Aku mencintai semua tentang Arka, kecuali tempat dia dilahirkan! Swear! Lelek-lelek terompet—atau yang biasa kita kenal sebagai Mas-mas penjual terompet sama sekali tidak menarik perhatianku. Kota ini...terlalu tidak nyaman. Arka bilang, sebagian kecil warga di sini memang memiliki penghasilan pasif dari sarang burung walet, yang bertengger di ruko-ruko tempat mereka tinggal. Suara burung walet dari kaset rekaman yang mengganggu tidur siangku, air untuk mandi yang berwarna cokelat muda! Astaga! Dan aku lebih terperanjat lagi begitu tahu warga di sini sudah terbiasa dengan air seperti itu, apa boleh buat... aku memilih mandi dengan air galon.

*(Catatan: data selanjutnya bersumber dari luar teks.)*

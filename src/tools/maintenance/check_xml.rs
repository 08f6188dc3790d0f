//! Check XML tool

use std::sync::Arc;

use serde_json::{json, Value};

use crate::history::ConfigHistory;
use crate::protocol::{McpTool, Tool};
use crate::server::{entity_key, json_response, optional_str};
use crate::types::McpResult;
use crate::validation::check_xml;

/// Tool for checking whether a configuration is well-formed XML
pub struct CheckXmlTool {
    history: Arc<ConfigHistory>,
}

impl CheckXmlTool {
    pub fn new(history: Arc<ConfigHistory>) -> Self {
        Self { history }
    }
}

impl Tool for CheckXmlTool {
    fn definition(&self) -> McpTool {
        McpTool::new(
            "check_xml",
            "Check that a configuration parses as XML. Pass content, or name/timestamp of a stored revision",
            json!({
                "type": "object",
                "properties": {
                    "content": { "type": "string", "description": "XML text to check" },
                    "kind": { "type": "string", "enum": ["job", "system", "agent", "deleted"], "default": "job" },
                    "name": { "type": "string", "description": "Entity name" },
                    "timestamp": { "type": "string", "description": "Revision id" }
                }
            }),
        )
    }

    fn execute(&self, params: Value) -> McpResult<Value> {
        let result = match params.get("content").and_then(|v| v.as_str()) {
            Some(content) => check_xml(content.as_bytes()),
            None => {
                let key = entity_key(&params, "name")?;
                let timestamp = optional_str(&params, "timestamp").ok_or("Missing content or timestamp")?;
                check_xml(&self.history.read_revision(&key, timestamp)?)
            }
        };
        json_response(&result)
    }
}
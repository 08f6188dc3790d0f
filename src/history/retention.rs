//! Retention policies
//!
//! Two independent strategies prune a single lineage:
//! - `QuantityRetention`: keep the newest `max_entries - 1` revisions, leaving
//!   room for the write about to happen
//! - `AgeRetention`: drop revisions older than `max_age_days`
//!
//! Neither ever deletes a `Created` revision. Failures on individual files are
//! logged and the sweep continues.

use std::fs;
use std::path::{Path, PathBuf};
use std::sync::Arc;

use chrono::Duration;
use serde::Serialize;
use tracing::{debug, warn};

use super::metadata::read_operation;
use super::paths::HISTORY_FILE;
use crate::types::{Operation, TimestampId};
use crate::utils::Clock;

/// What a purge did to one lineage
#[derive(Debug, Default, Clone, PartialEq, Eq, Serialize)]
pub struct PurgeReport {
    /// Revision directories removed
    pub removed: Vec<String>,
    /// Revision directories that could not be fully removed
    pub failed: Vec<String>,
}

impl PurgeReport {
    pub fn merge(&mut self, other: PurgeReport) {
        self.removed.extend(other.removed);
        self.failed.extend(other.failed);
    }
}

/// A pruning strategy for one lineage directory
pub trait RetentionPolicy: Send + Sync {
    fn purge(&self, history_dir: &Path) -> PurgeReport;
}

/// Keep at most `max_entries` revisions once the next write lands
#[derive(Debug, Clone, Copy)]
pub struct QuantityRetention {
    max_entries: usize,
}

impl QuantityRetention {
    /// `0` disables the policy
    pub fn new(max_entries: usize) -> Self {
        Self { max_entries }
    }
}

impl RetentionPolicy for QuantityRetention {
    fn purge(&self, history_dir: &Path) -> PurgeReport {
        let mut report = PurgeReport::default();
        if self.max_entries == 0 {
            return report;
        }
        debug!(max = self.max_entries, dir = %history_dir.display(), "checking for revisions to purge");

        let entries_to_leave = self.max_entries - 1;
        let mut dirs = revision_dirs(history_dir);
        if dirs.len() < entries_to_leave {
            return report;
        }
        dirs.reverse();
        for (name, dir) in dirs.into_iter().skip(entries_to_leave) {
            if is_created_entry(&dir) {
                continue;
            }
            debug!(dir = %dir.display(), "purging revision");
            record(&mut report, name, delete_revision_dir(&dir));
        }
        report
    }
}

/// Drop revisions older than `max_age_days` relative to the clock
pub struct AgeRetention {
    max_age_days: u32,
    clock: Arc<dyn Clock>,
}

impl AgeRetention {
    /// `0` disables the policy
    pub fn new(max_age_days: u32, clock: Arc<dyn Clock>) -> Self {
        Self { max_age_days, clock }
    }

    fn is_too_old(&self, name: &str) -> bool {
        let Some(id) = TimestampId::parse(name) else {
            warn!(name, "unable to parse revision date");
            return false;
        };
        let cutoff = self.clock.now() - Duration::days(i64::from(self.max_age_days));
        id.datetime() < cutoff
    }
}

impl RetentionPolicy for AgeRetention {
    fn purge(&self, history_dir: &Path) -> PurgeReport {
        let mut report = PurgeReport::default();
        if self.max_age_days == 0 {
            return report;
        }

        // Ascending order: the first young entry ends the scan.
        for (name, dir) in revision_dirs(history_dir) {
            if !self.is_too_old(&name) {
                break;
            }
            if is_created_entry(&dir) {
                continue;
            }
            debug!(dir = %dir.display(), "purging revision past max age");
            record(&mut report, name, delete_revision_dir(&dir));
        }
        report
    }
}

fn record(report: &mut PurgeReport, name: String, deleted: bool) {
    if deleted {
        report.removed.push(name);
    } else {
        report.failed.push(name);
    }
}

/// Sub-directories holding a `history.xml`, ascending by name
pub(crate) fn revision_dirs(history_dir: &Path) -> Vec<(String, PathBuf)> {
    let Ok(entries) = fs::read_dir(history_dir) else {
        return Vec::new();
    };
    let mut dirs: Vec<(String, PathBuf)> = entries
        .filter_map(Result::ok)
        .map(|entry| entry.path())
        .filter(|path| path.is_dir() && path.join(HISTORY_FILE).is_file())
        .filter_map(|path| {
            let name = path.file_name()?.to_str()?.to_string();
            Some((name, path))
        })
        .collect();
    dirs.sort();
    dirs
}

fn is_created_entry(revision_dir: &Path) -> bool {
    read_operation(revision_dir) == Some(Operation::Created)
}

/// Remove a revision directory file by file.
///
/// Returns false and leaves the directory in place if anything inside could
/// not be removed.
pub fn delete_revision_dir(dir: &Path) -> bool {
    let entries = match fs::read_dir(dir) {
        Ok(entries) => entries,
        Err(e) => {
            warn!(dir = %dir.display(), error = %e, "directory already deleted or unreadable");
            return false;
        }
    };

    let mut emptied = true;
    for entry in entries.filter_map(Result::ok) {
        let path = entry.path();
        let result = if path.is_dir() {
            fs::remove_dir_all(&path)
        } else {
            fs::remove_file(&path)
        };
        if let Err(e) = result {
            warn!(file = %path.display(), error = %e, "problem deleting history file");
            emptied = false;
        }
    }
    if !emptied {
        return false;
    }

    match fs::remove_dir(dir) {
        Ok(()) => true,
        Err(e) => {
            warn!(dir = %dir.display(), error = %e, "problem deleting history directory");
            false
        }
    }
}
//! Delete revision tool

use std::sync::Arc;

use serde_json::{json, Value};

use crate::history::ConfigHistory;
use crate::protocol::{McpTool, Tool};
use crate::server::{entity_key, required_str, text_response};
use crate::types::McpResult;

/// Tool for removing one revision from an entity's history
pub struct DeleteRevisionTool {
    history: Arc<ConfigHistory>,
}

impl DeleteRevisionTool {
    pub fn new(history: Arc<ConfigHistory>) -> Self {
        Self { history }
    }
}

impl Tool for DeleteRevisionTool {
    fn definition(&self) -> McpTool {
        McpTool::new(
            "delete_revision",
            "Delete a single revision of an entity",
            json!({
                "type": "object",
                "properties": {
                    "kind": { "type": "string", "enum": ["job", "system", "agent", "deleted"], "default": "job" },
                    "name": { "type": "string", "description": "Entity name" },
                    "timestamp": { "type": "string", "description": "Revision id to delete" }
                },
                "required": ["name", "timestamp"]
            }),
        )
    }

    fn execute(&self, params: Value) -> McpResult<Value> {
        let key = entity_key(&params, "name")?;
        let timestamp = required_str(&params, "timestamp")?;
        let id = self.history.delete_revision(&key, timestamp)?;
        Ok(text_response(format!("Deleted revision {} of {}", id, key)))
    }
}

            “Hahaha.. We’ll see, sampe kapan kamu bertahan. Mungkin cuma sampe kita merit kali ya, abis itu Mamaku pasti mencak-mencak deh sama kamu, hahaha...” Arka sampai jujur banget bercandanya, “eh, senyum kamu serem loh, pelit banget. Becanda deh, becandaaa..” ia lagi-lagi menowel pipiku sambil tersenyum polos. Tapi harus kuakui bahwa aku suka makanan di sini. Sarapan dan nongkrong di kedai kopi sambil mengamati para manusia yang bersantai dan menyesap teh hangat, semangkuk mie pangsit atau lontong soto. Satu hari yang paling berkesan selama 2 minggu keberadaanku di sini adalah saat Arka mengajakku keliling kota Tembilahan. Sore yang tidak begitu ramai, namun tidak pula sepi. Tidak panas, tidak dingin.

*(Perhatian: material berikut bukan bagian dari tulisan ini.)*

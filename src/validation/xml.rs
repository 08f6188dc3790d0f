//! Well-formedness check for stored payloads

use quick_xml::events::Event;
use quick_xml::Reader;
use serde::Serialize;

/// Outcome of [`check_xml`]
#[derive(Debug, Clone, PartialEq, Eq, Serialize)]
#[serde(rename_all = "camelCase")]
pub struct XmlCheck {
    pub well_formed: bool,
    /// Empty when well formed
    pub message: String,
}

impl XmlCheck {
    fn ok() -> Self {
        Self {
            well_formed: true,
            message: String::new(),
        }
    }

    fn failed(position: usize, detail: impl std::fmt::Display) -> Self {
        Self {
            well_formed: false,
            message: format!(
                "Fatal error occurred while checking xml parsability at byte {}: {}",
                position, detail
            ),
        }
    }
}

/// Check that `content` is a single well-formed XML document
pub fn check_xml(content: &[u8]) -> XmlCheck {
    let mut reader = Reader::from_reader(content);
    let mut buf = Vec::new();
    let mut depth = 0usize;
    let mut root_seen = false;

    loop {
        let position = reader.buffer_position();
        match reader.read_event_into(&mut buf) {
            Ok(Event::Start(_)) => {
                if depth == 0 && root_seen {
                    return XmlCheck::failed(position, "more than one root element");
                }
                depth += 1;
                root_seen = true;
            }
            Ok(Event::End(_)) => {
                depth = depth.saturating_sub(1);
            }
            Ok(Event::Empty(_)) => {
                if depth == 0 && root_seen {
                    return XmlCheck::failed(position, "more than one root element");
                }
                root_seen = true;
            }
            Ok(Event::Text(text)) => {
                if depth == 0 && !text.iter().all(u8::is_ascii_whitespace) {
                    return XmlCheck::failed(position, "content is not allowed outside the root element");
                }
            }
            Ok(Event::CData(_)) if depth == 0 => {
                return XmlCheck::failed(position, "content is not allowed outside the root element");
            }
            Ok(Event::Eof) => break,
            Ok(_) => {}
            Err(e) => return XmlCheck::failed(reader.buffer_position(), e),
        }
        buf.clear();
    }

    if !root_seen {
        return XmlCheck::failed(reader.buffer_position(), "premature end of file, no root element");
    }
    if depth > 0 {
        return XmlCheck::failed(
            reader.buffer_position(),
            format!("{} element(s) not closed", depth),
        );
    }
    XmlCheck::ok()
}
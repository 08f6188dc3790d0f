//! Kinds of recorded configuration changes

use serde::{Deserialize, Serialize};

/// The change a revision records.
///
/// Serialized as the capitalized word stored in `history.xml`
/// (`Created`, `Changed`, `Renamed`, `Deleted`).
#[derive(Debug, Clone, Copy, PartialEq, Eq, Hash, Serialize, Deserialize)]
pub enum Operation {
    /// First revision of a new entity
    Created,
    /// Configuration saved
    Changed,
    /// Entity renamed; payload is the config under its new name
    Renamed,
    /// Entity removed; metadata only, no payload
    Deleted,
}

impl Operation {
    /// The word written into `history.xml`
    pub fn as_str(&self) -> &'static str {
        match self {
            Operation::Created => "Created",
            Operation::Changed => "Changed",
            Operation::Renamed => "Renamed",
            Operation::Deleted => "Deleted",
        }
    }

    /// Parse the stored word. Older records use lower case, so matching is
    /// case-insensitive.
    pub fn parse(value: &str) -> Option<Self> {
        let value = value.trim();
        [
            Operation::Created,
            Operation::Changed,
            Operation::Renamed,
            Operation::Deleted,
        ]
        .into_iter()
        .find(|op| op.as_str().eq_ignore_ascii_case(value))
    }

    /// Whether a payload copy accompanies the metadata
    pub fn has_payload(&self) -> bool {
        !matches!(self, Operation::Deleted)
    }
}

impl std::fmt::Display for Operation {
    fn fmt(&self, f: &mut std::fmt::Formatter<'_>) -> std::fmt::Result {
        f.write_str(self.as_str())
    }
}

#[cfg(test)]
mod tests {
    use super::*;

    #[test]
    fn test_parse_is_case_insensitive() {
        assert_eq!(Operation::parse("Created"), Some(Operation::Created));
        assert_eq!(Operation::parse("created"), Some(Operation::Created));
        assert_eq!(Operation::parse(" DELETED "), Some(Operation::Deleted));
        assert_eq!(Operation::parse("Moved"), None);
    }

    #[test]
    fn test_deleted_has_no_payload() {
        assert!(Operation::Changed.has_payload());
        assert!(Operation::Renamed.has_payload());
        assert!(!Operation::Deleted.has_payload());
    }
}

            “Ini sekolahku dulu, lantainya masih ada yang pake papan, ada kolam di depan kelas. Aku masih inget banget ada buanyak bunga teratai di sana dan ikan, hehe.. Jadi tiep seminggu sekali, ada gotong royong ngebersihin kolam ini. Kalo telat ato ngga dateng, hukumannya disuruh bawa satu sak semen. Rese banget ngga sih, hahaha..” Arka tergelak, “and see, di sini berjejer lelek-lelek yang jual makanan, mulai dari ayam goreng, siomay, bakwan pake sambel yang enak banget, sate sosis, dan mie kriuk-kriuk.”
            “No worry kamu dulu gendut banget,” celetukku.
            “Trus ini tuh deket jalan ke rumah guru matematika-ku. Lucu deh, dulu waktu SD nge-les di sana, aku sama temenku sempet nyebur ke parit di sini nih, gara-gara dikejar si bapak guru,” cerita Arka.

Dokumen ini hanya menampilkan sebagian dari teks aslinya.